Data extract Block Start

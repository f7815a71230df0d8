//! In-process HTTP server that records requests and replays canned responses.

use std::collections::HashMap;
use std::sync::{Arc, Mutex};

use axum::extract::State;
use axum::http::{header, HeaderMap, Method, StatusCode, Uri};
use axum::Router;

#[derive(Debug, Clone)]
pub struct RecordedRequest {
    pub method: String,
    pub path: String,
    pub query: Option<String>,
    pub api_key: Option<String>,
    pub body: String,
}

impl RecordedRequest {
    pub fn json(&self) -> serde_json::Value {
        serde_json::from_str(&self.body).expect("request body is JSON")
    }
}

#[derive(Clone, Default)]
struct MockState {
    routes: Arc<HashMap<(String, String), (u16, String)>>,
    requests: Arc<Mutex<Vec<RecordedRequest>>>,
}

#[derive(Default)]
pub struct MockServerBuilder {
    routes: HashMap<(String, String), (u16, String)>,
}

impl MockServerBuilder {
    /// Respond to `method path` with `status` and a JSON body.
    pub fn route(mut self, method: &str, path: &str, status: u16, body: serde_json::Value) -> Self {
        self.routes
            .insert((method.to_string(), path.to_string()), (status, body.to_string()));
        self
    }

    /// Respond with a raw, possibly non-JSON, body.
    pub fn route_raw(mut self, method: &str, path: &str, status: u16, body: &str) -> Self {
        self.routes
            .insert((method.to_string(), path.to_string()), (status, body.to_string()));
        self
    }

    pub async fn start(self) -> MockServer {
        let state = MockState {
            routes: Arc::new(self.routes),
            requests: Arc::default(),
        };
        let app = Router::new()
            .fallback(handle)
            .with_state(state.clone());

        let listener = tokio::net::TcpListener::bind("127.0.0.1:0")
            .await
            .expect("bind mock server");
        let addr = listener.local_addr().expect("mock server address");
        tokio::spawn(async move {
            axum::serve(listener, app).await.expect("mock server");
        });

        MockServer {
            base_url: format!("http://{}", addr),
            requests: state.requests,
        }
    }
}

pub struct MockServer {
    pub base_url: String,
    requests: Arc<Mutex<Vec<RecordedRequest>>>,
}

impl MockServer {
    pub fn builder() -> MockServerBuilder {
        MockServerBuilder::default()
    }

    pub fn requests(&self) -> Vec<RecordedRequest> {
        self.requests.lock().expect("requests lock").clone()
    }

    pub fn requests_for(&self, method: &str) -> Vec<RecordedRequest> {
        self.requests()
            .into_iter()
            .filter(|r| r.method == method)
            .collect()
    }
}

async fn handle(
    State(state): State<MockState>,
    method: Method,
    uri: Uri,
    headers: HeaderMap,
    body: String,
) -> (StatusCode, [(header::HeaderName, &'static str); 1], String) {
    let path = uri.path().to_string();
    state
        .requests
        .lock()
        .expect("requests lock")
        .push(RecordedRequest {
            method: method.to_string(),
            path: path.clone(),
            query: uri.query().map(str::to_string),
            api_key: headers
                .get("x-api-key")
                .and_then(|v| v.to_str().ok())
                .map(str::to_string),
            body,
        });

    let (status, body) = state
        .routes
        .get(&(method.to_string(), path))
        .cloned()
        .unwrap_or((404, r#"{"error":"not found"}"#.to_string()));

    (
        StatusCode::from_u16(status).unwrap_or(StatusCode::INTERNAL_SERVER_ERROR),
        [(header::CONTENT_TYPE, "application/json")],
        body,
    )
}
//! Request and response records for the budget API.
//!
//! Everything here is an ephemeral DTO: built from a response body or in memory
//! to be serialized into a request. Nothing is persisted locally.

use chrono::NaiveDate;
use serde::de::DeserializeOwned;
use serde::{Deserialize, Serialize};

/// An account as reported by the server.
#[derive(Debug, Clone, PartialEq, Eq, Serialize, Deserialize)]
pub struct Account {
    pub id: String,
    pub name: String,
    /// Tracking account excluded from the budget.
    pub offbudget: bool,
    pub closed: bool,
}

/// A transaction counterparty.
///
/// A locally built `Payee` has no `id` and is a request payload; one returned by
/// the server always has its `id` set.
#[derive(Debug, Clone, Default, PartialEq, Eq, Serialize, Deserialize)]
pub struct Payee {
    #[serde(default, skip_serializing_if = "Option::is_none")]
    pub id: Option<String>,
    #[serde(default, skip_serializing_if = "Option::is_none")]
    pub name: Option<String>,
    /// Default category applied to this payee's transactions.
    #[serde(default, skip_serializing_if = "Option::is_none")]
    pub category: Option<String>,
    /// Set when the payee represents a transfer to another account.
    #[serde(default, skip_serializing_if = "Option::is_none")]
    pub transfer_acct: Option<String>,
}

impl Payee {
    /// Build an uncreated payee with only a name.
    pub fn named(name: impl Into<String>) -> Self {
        Self {
            name: Some(name.into()),
            ..Self::default()
        }
    }
}

/// A transaction submitted for import.
#[derive(Debug, Clone, PartialEq, Eq, Serialize, Deserialize)]
pub struct Transaction {
    pub account: String,
    /// Amount in minor currency units (cents).
    pub amount: i64,
    /// Payee by name; the server resolves or creates it.
    pub payee_name: String,
    pub date: NaiveDate,
    pub cleared: bool,
    /// Caller-chosen identifier the server uses to skip duplicates on re-import.
    pub imported_id: String,
    #[serde(default)]
    pub notes: Option<String>,
}

/// A transaction as returned by the server.
///
/// Refers to its payee by id (`payee`) rather than by name.
#[derive(Debug, Clone, PartialEq, Eq, Serialize, Deserialize)]
pub struct ExistingTransaction {
    pub id: String,
    pub account: String,
    pub amount: i64,
    pub payee: String,
    pub date: NaiveDate,
    pub cleared: bool,
    #[serde(default)]
    pub imported_id: Option<String>,
    #[serde(default)]
    pub notes: Option<String>,
}

/// A successful response whose body is handed back to the caller untouched.
#[derive(Debug, Clone, PartialEq, Eq)]
pub struct RawResponse {
    pub status: u16,
    pub body: String,
}

impl RawResponse {
    /// Decode the body as JSON.
    pub fn json<T: DeserializeOwned>(&self) -> Result<T, serde_json::Error> {
        serde_json::from_str(&self.body)
    }
}

/// The `{"data": ...}` wrapper every response body uses.
#[derive(Debug, Deserialize)]
pub(crate) struct Envelope<T> {
    pub data: T,
}

/// Body of `POST /payees`.
#[derive(Debug, Serialize)]
pub(crate) struct CreatePayeeRequest<'a> {
    pub payee: &'a Payee,
}

/// Body of `POST /accounts/{id}/transactions/import`.
#[derive(Debug, Serialize)]
pub(crate) struct ImportTransactionsRequest<'a> {
    pub transactions: &'a [Transaction],
}

/// `data` of a payee creation: the server answers with the new id, some
/// versions with the whole payee.
#[derive(Debug, Deserialize)]
#[serde(untagged)]
pub(crate) enum CreatedPayee {
    Id(String),
    Payee(Payee),
}

impl CreatedPayee {
    pub fn into_id(self) -> Option<String> {
        match self {
            CreatedPayee::Id(id) => Some(id),
            CreatedPayee::Payee(payee) => payee.id,
        }
    }
}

Data extract Block End

• What the exercise asks
Every line of the listing above should be copied word for word.

• Problem solution
repository f7815a71230df0d8
//! In-process HTTP server that records requests and replays canned responses.

use std::collections::HashMap;
use std::sync::{Arc, Mutex};

use axum::extract::State;
use axum::http::{header, HeaderMap, Method, StatusCode, Uri};
use axum::Router;

#[derive(Debug, Clone)]
pub struct RecordedRequest {
    pub method: String,
    pub path: String,
    pub query: Option<String>,
    pub api_key: Option<String>,
    pub body: String,
}

impl RecordedRequest {
    pub fn json(&self) -> serde_json::Value {
        serde_json::from_str(&self.body).expect("request body is JSON")
    }
}

#[derive(Clone, Default)]
struct MockState {
    routes: Arc<HashMap<(String, String), (u16, String)>>,
    requests: Arc<Mutex<Vec<RecordedRequest>>>,
}

#[derive(Default)]
pub struct MockServerBuilder {
    routes: HashMap<(String, String), (u16, String)>,
}

impl MockServerBuilder {
    /// Respond to `method path` with `status` and a JSON body.
    pub fn route(mut self, method: &str, path: &str, status: u16, body: serde_json::Value) -> Self {
        self.routes
            .insert((method.to_string(), path.to_string()), (status, body.to_string()));
        self
    }

    /// Respond with a raw, possibly non-JSON, body.
    pub fn route_raw(mut self, method: &str, path: &str, status: u16, body: &str) -> Self {
        self.routes
            .insert((method.to_string(), path.to_string()), (status, body.to_string()));
        self
    }

    pub async fn start(self) -> MockServer {
        let state = MockState {
            routes: Arc::new(self.routes),
            requests: Arc::default(),
        };
        let app = Router::new()
            .fallback(handle)
            .with_state(state.clone());

        let listener = tokio::net::TcpListener::bind("127.0.0.1:0")
            .await
            .expect("bind mock server");
        let addr = listener.local_addr().expect("mock server address");
        tokio::spawn(async move {
            axum::serve(listener, app).await.expect("mock server");
        });

        MockServer {
            base_url: format!("http://{}", addr),
            requests: state.requests,
        }
    }
}

pub struct MockServer {
    pub base_url: String,
    requests: Arc<Mutex<Vec<RecordedRequest>>>,
}

impl MockServer {
    pub fn builder() -> MockServerBuilder {
        MockServerBuilder::default()
    }

    pub fn requests(&self) -> Vec<RecordedRequest> {
        self.requests.lock().expect("requests lock").clone()
    }

    pub fn requests_for(&self, method: &str) -> Vec<RecordedRequest> {
        self.requests()
            .into_iter()
            .filter(|r| r.method == method)
            .collect()
    }
}

async fn handle(
    State(state): State<MockState>,
    method: Method,
    uri: Uri,
    headers: HeaderMap,
    body: String,
) -> (StatusCode, [(header::HeaderName, &'static str); 1], String) {
    let path = uri.path().to_string();
    state
        .requests
        .lock()
        .expect("requests lock")
        .push(RecordedRequest {
            method: method.to_string(),
            path: path.clone(),
            query: uri.query().map(str::to_string),
            api_key: headers
                .get("x-api-key")
                .and_then(|v| v.to_str().ok())
                .map(str::to_string),
            body,
        });

    let (status, body) = state
        .routes
        .get(&(method.to_string(), path))
        .cloned()
        .unwrap_or((404, r#"{"error":"not found"}"#.to_string()));

    (
        StatusCode::from_u16(status).unwrap_or(StatusCode::INTERNAL_SERVER_ERROR),
        [(header::CONTENT_TYPE, "application/json")],
        body,
    )
}
//! Request and response records for the budget API.
//!
//! Everything here is an ephemeral DTO: built from a response body or in memory
//! to be serialized into a request. Nothing is persisted locally.

use chrono::NaiveDate;
use serde::de::DeserializeOwned;
use serde::{Deserialize, Serialize};

/// An account as reported by the server.
#[derive(Debug, Clone, PartialEq, Eq, Serialize, Deserialize)]
pub struct Account {
    pub id: String,
    pub name: String,
    /// Tracking account excluded from the budget.
    pub offbudget: bool,
    pub closed: bool,
}

/// A transaction counterparty.
///
/// A locally built `Payee` has no `id` and is a request payload; one returned by
/// the server always has its `id` set.
#[derive(Debug, Clone, Default, PartialEq, Eq, Serialize, Deserialize)]
pub struct Payee {
    #[serde(default, skip_serializing_if = "Option::is_none")]
    pub id: Option<String>,
    #[serde(default, skip_serializing_if = "Option::is_none")]
    pub name: Option<String>,
    /// Default category applied to this payee's transactions.
    #[serde(default, skip_serializing_if = "Option::is_none")]
    pub category: Option<String>,
    /// Set when the payee represents a transfer to another account.
    #[serde(default, skip_serializing_if = "Option::is_none")]
    pub transfer_acct: Option<String>,
}

impl Payee {
    /// Build an uncreated payee with only a name.
    pub fn named(name: impl Into<String>) -> Self {
        Self {
            name: Some(name.into()),
            ..Self::default()
        }
    }
}

/// A transaction submitted for import.
#[derive(Debug, Clone, PartialEq, Eq, Serialize, Deserialize)]
pub struct Transaction {
    pub account: String,
    /// Amount in minor currency units (cents).
    pub amount: i64,
    /// Payee by name; the server resolves or creates it.
    pub payee_name: String,
    pub date: NaiveDate,
    pub cleared: bool,
    /// Caller-chosen identifier the server uses to skip duplicates on re-import.
    pub imported_id: String,
    #[serde(default)]
    pub notes: Option<String>,
}

/// A transaction as returned by the server.
///
/// Refers to its payee by id (`payee`) rather than by name.
#[derive(Debug, Clone, PartialEq, Eq, Serialize, Deserialize)]
pub struct ExistingTransaction {
    pub id: String,
    pub account: String,
    pub amount: i64,
    pub payee: String,
    pub date: NaiveDate,
    pub cleared: bool,
    #[serde(default)]
    pub imported_id: Option<String>,
    #[serde(default)]
    pub notes: Option<String>,
}

/// A successful response whose body is handed back to the caller untouched.
#[derive(Debug, Clone, PartialEq, Eq)]
pub struct RawResponse {
    pub status: u16,
    pub body: String,
}

impl RawResponse {
    /// Decode the body as JSON.
    pub fn json<T: DeserializeOwned>(&self) -> Result<T, serde_json::Error> {
        serde_json::from_str(&self.body)
    }
}

/// The `{"data": ...}` wrapper every response body uses.
#[derive(Debug, Deserialize)]
pub(crate) struct Envelope<T> {
    pub data: T,
}

/// Body of `POST /payees`.
#[derive(Debug, Serialize)]
pub(crate) struct CreatePayeeRequest<'a> {
    pub payee: &'a Payee,
}

/// Body of `POST /accounts/{id}/transactions/import`.
#[derive(Debug, Serialize)]
pub(crate) struct ImportTransactionsRequest<'a> {
    pub transactions: &'a [Transaction],
}

/// `data` of a payee creation: the server answers with the new id, some
/// versions with the whole payee.
#[derive(Debug, Deserialize)]
#[serde(untagged)]
pub(crate) enum CreatedPayee {
    Id(String),
    Payee(Payee),
}

impl CreatedPayee {
    pub fn into_id(self) -> Option<String> {
        match self {
            CreatedPayee::Id(id) => Some(id),
            CreatedPayee::Payee(payee) => payee.id,
        }
    }
}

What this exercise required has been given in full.